Abstract Design of effective nanodrugs to modulate the immunosuppression of tumor microenvironment is a desirable approach to boost the clinical tumor‐therapeutic effect. Supramolecular nanomicelles PolyMN‐TO‐8 , which are constructed by self‐assembling supramolecular host MTX‐MPEG2000 , guest NPX‐2S, and TO‐8 through hydrophobic forces, have excellent stability and responsiveness to carboxylesterase and glutathione in turn. In vivo studies validate that PolyMN‐TO‐8 enable to trigger pyroptosis‐mediated immunogenic cell death under laser, avoiding the occurrence of immune dysregulation simultaneously.

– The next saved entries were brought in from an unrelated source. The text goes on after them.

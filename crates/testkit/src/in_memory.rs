//! In-memory logger doubles for port contracts.

use bootstrap_ports::{LogEvent, LoggerPort};
use std::sync::{Mutex, PoisonError};

/// A no-op logger implementation.
#[derive(Debug, Default)]
pub struct NoopLogger;

impl LoggerPort for NoopLogger {
    fn log(&self, _event: LogEvent) {}
}

/// Logger that keeps every event for later assertions.
#[derive(Debug, Default)]
pub struct RecordingLogger {
    events: Mutex<Vec<LogEvent>>,
}

impl RecordingLogger {
    /// Create an empty recorder.
    pub fn new() -> Self {
        Self::default()
    }

    /// Snapshot of the recorded events, oldest first.
    pub fn events(&self) -> Vec<LogEvent> {
        self.events
            .lock()
            .unwrap_or_else(PoisonError::into_inner)
            .clone()
    }

    /// Recorded events with the given event name.
    pub fn events_named(&self, name: &str) -> Vec<LogEvent> {
        self.events()
            .into_iter()
            .filter(|event| &*event.event == name)
            .collect()
    }

    /// Number of recorded events.
    pub fn len(&self) -> usize {
        self.events
            .lock()
            .unwrap_or_else(PoisonError::into_inner)
            .len()
    }

    /// True when nothing has been logged.
    pub fn is_empty(&self) -> bool {
        self.len() == 0
    }
}

impl LoggerPort for RecordingLogger {
    fn log(&self, event: LogEvent) {
        self.events
            .lock()
            .unwrap_or_else(PoisonError::into_inner)
            .push(event);
    }
}
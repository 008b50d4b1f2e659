//! Contract tests for the logger doubles.

use bootstrap_ports::{LogEvent, LogLevel, LoggerPort};
use bootstrap_testkit::{NoopLogger, RecordingLogger};

fn emit_override(logger: &dyn LoggerPort) {
    logger.log(
        LogEvent::new("config.env_override", LogLevel::Info, "override")
            .with_field("envVar", "SERVICE_PORT"),
    );
}

#[test]
fn loggers_are_usable_as_trait_objects() {
    let recorder = RecordingLogger::new();
    emit_override(&recorder);
    emit_override(&NoopLogger);

    let events = recorder.events_named("config.env_override");
    assert_eq!(events.len(), 1);
    assert_eq!(events[0].field_str("envVar"), Some("SERVICE_PORT"));
    assert!(!recorder.is_empty());
}
//! Structured logging boundary contract.
//!
//! The override engine never talks to a logging backend directly; it emits
//! [`LogEvent`]s through a [`LoggerPort`] supplied by the host process.

use std::collections::BTreeMap;
use std::fmt;

/// Log level.
#[derive(Debug, Clone, Copy, PartialEq, Eq, PartialOrd, Ord)]
pub enum LogLevel {
    /// Debug.
    Debug,
    /// Info.
    Info,
    /// Warn.
    Warn,
    /// Error.
    Error,
}

impl LogLevel {
    /// Lowercase level name.
    #[must_use]
    pub const fn as_str(self) -> &'static str {
        match self {
            Self::Debug => "debug",
            Self::Info => "info",
            Self::Warn => "warn",
            Self::Error => "error",
        }
    }
}

impl fmt::Display for LogLevel {
    fn fmt(&self, formatter: &mut fmt::Formatter<'_>) -> fmt::Result {
        formatter.write_str(self.as_str())
    }
}

/// Additional event fields.
pub type LogFields = BTreeMap<Box<str>, serde_json::Value>;

/// Structured log event.
#[derive(Debug, Clone, PartialEq, Eq)]
pub struct LogEvent {
    /// Stable event name, e.g. `config.env_override`.
    pub event: Box<str>,
    /// Severity.
    pub level: LogLevel,
    /// Human-readable message (already redacted).
    pub message: Box<str>,
    /// Structured fields.
    pub fields: LogFields,
}

impl LogEvent {
    /// Build an event without fields.
    pub fn new(event: &str, level: LogLevel, message: impl Into<Box<str>>) -> Self {
        Self {
            event: event.into(),
            level,
            message: message.into(),
            fields: LogFields::new(),
        }
    }

    /// Attach a string field.
    #[must_use]
    pub fn with_field(mut self, key: &str, value: impl Into<String>) -> Self {
        self.fields
            .insert(key.into(), serde_json::Value::String(value.into()));
        self
    }

    /// Returns a string field by name.
    #[must_use]
    pub fn field_str(&self, key: &str) -> Option<&str> {
        self.fields.get(key).and_then(serde_json::Value::as_str)
    }
}

/// Boundary contract for structured logging.
pub trait LoggerPort: Send + Sync {
    /// Emit a structured event.
    fn log(&self, event: LogEvent);

    /// Convenience: debug event.
    fn debug(&self, event: &str, message: &str) {
        self.log(LogEvent::new(event, LogLevel::Debug, message));
    }

    /// Convenience: info event.
    fn info(&self, event: &str, message: &str) {
        self.log(LogEvent::new(event, LogLevel::Info, message));
    }

    /// Convenience: warn event.
    fn warn(&self, event: &str, message: &str) {
        self.log(LogEvent::new(event, LogLevel::Warn, message));
    }
}

#[cfg(test)]
mod tests {
    use super::*;
    use std::sync::Mutex;

    #[derive(Default)]
    struct Capture {
        events: Mutex<Vec<LogEvent>>,
    }

    impl LoggerPort for Capture {
        fn log(&self, event: LogEvent) {
            if let Ok(mut guard) = self.events.lock() {
                guard.push(event);
            }
        }
    }

    #[test]
    fn convenience_methods_set_levels() {
        let capture = Capture::default();
        capture.debug("a", "one");
        capture.info("b", "two");
        capture.warn("c", "three");

        let events = capture.events.lock().expect("capture lock");
        let levels: Vec<LogLevel> = events.iter().map(|event| event.level).collect();
        assert_eq!(levels, vec![LogLevel::Debug, LogLevel::Info, LogLevel::Warn]);
        assert_eq!(&*events[1].message, "two");
    }

    #[test]
    fn fields_are_readable_as_strings() {
        let event = LogEvent::new("config.env_override", LogLevel::Info, "msg")
            .with_field("envVar", "SERVICE_PORT");
        assert_eq!(event.field_str("envVar"), Some("SERVICE_PORT"));
        assert_eq!(event.field_str("missing"), None);
        assert!(LogLevel::Debug < LogLevel::Error);
        assert_eq!(LogLevel::Warn.to_string(), "warn");
    }
}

This therapeutic mode strengthens dendritic cells’ maturation and accelerates the infiltration of CD8 + T cells into tumors through moderate activation of pro‐inflammatory factors with elimination of immune‐escape, ultimately making the tumor inhibition rate as high as 87.44% via synergistic functions of photodynamic therapy, photothermal therapy, chemotherapy, etc. The loss of immune‐escape quickens the infiltration of CD8 + T cells into lungs, and further eschews the generation of tumor nodules in it. Chemotherapy, the release of interferon‐γ, and immune memory effect also strengthen the defense against metastasis. The generation of O 2 catalyzed by PolyMN‐TO‐8 under laser is indispensable for tumor metastasis inhibition undoubtedly.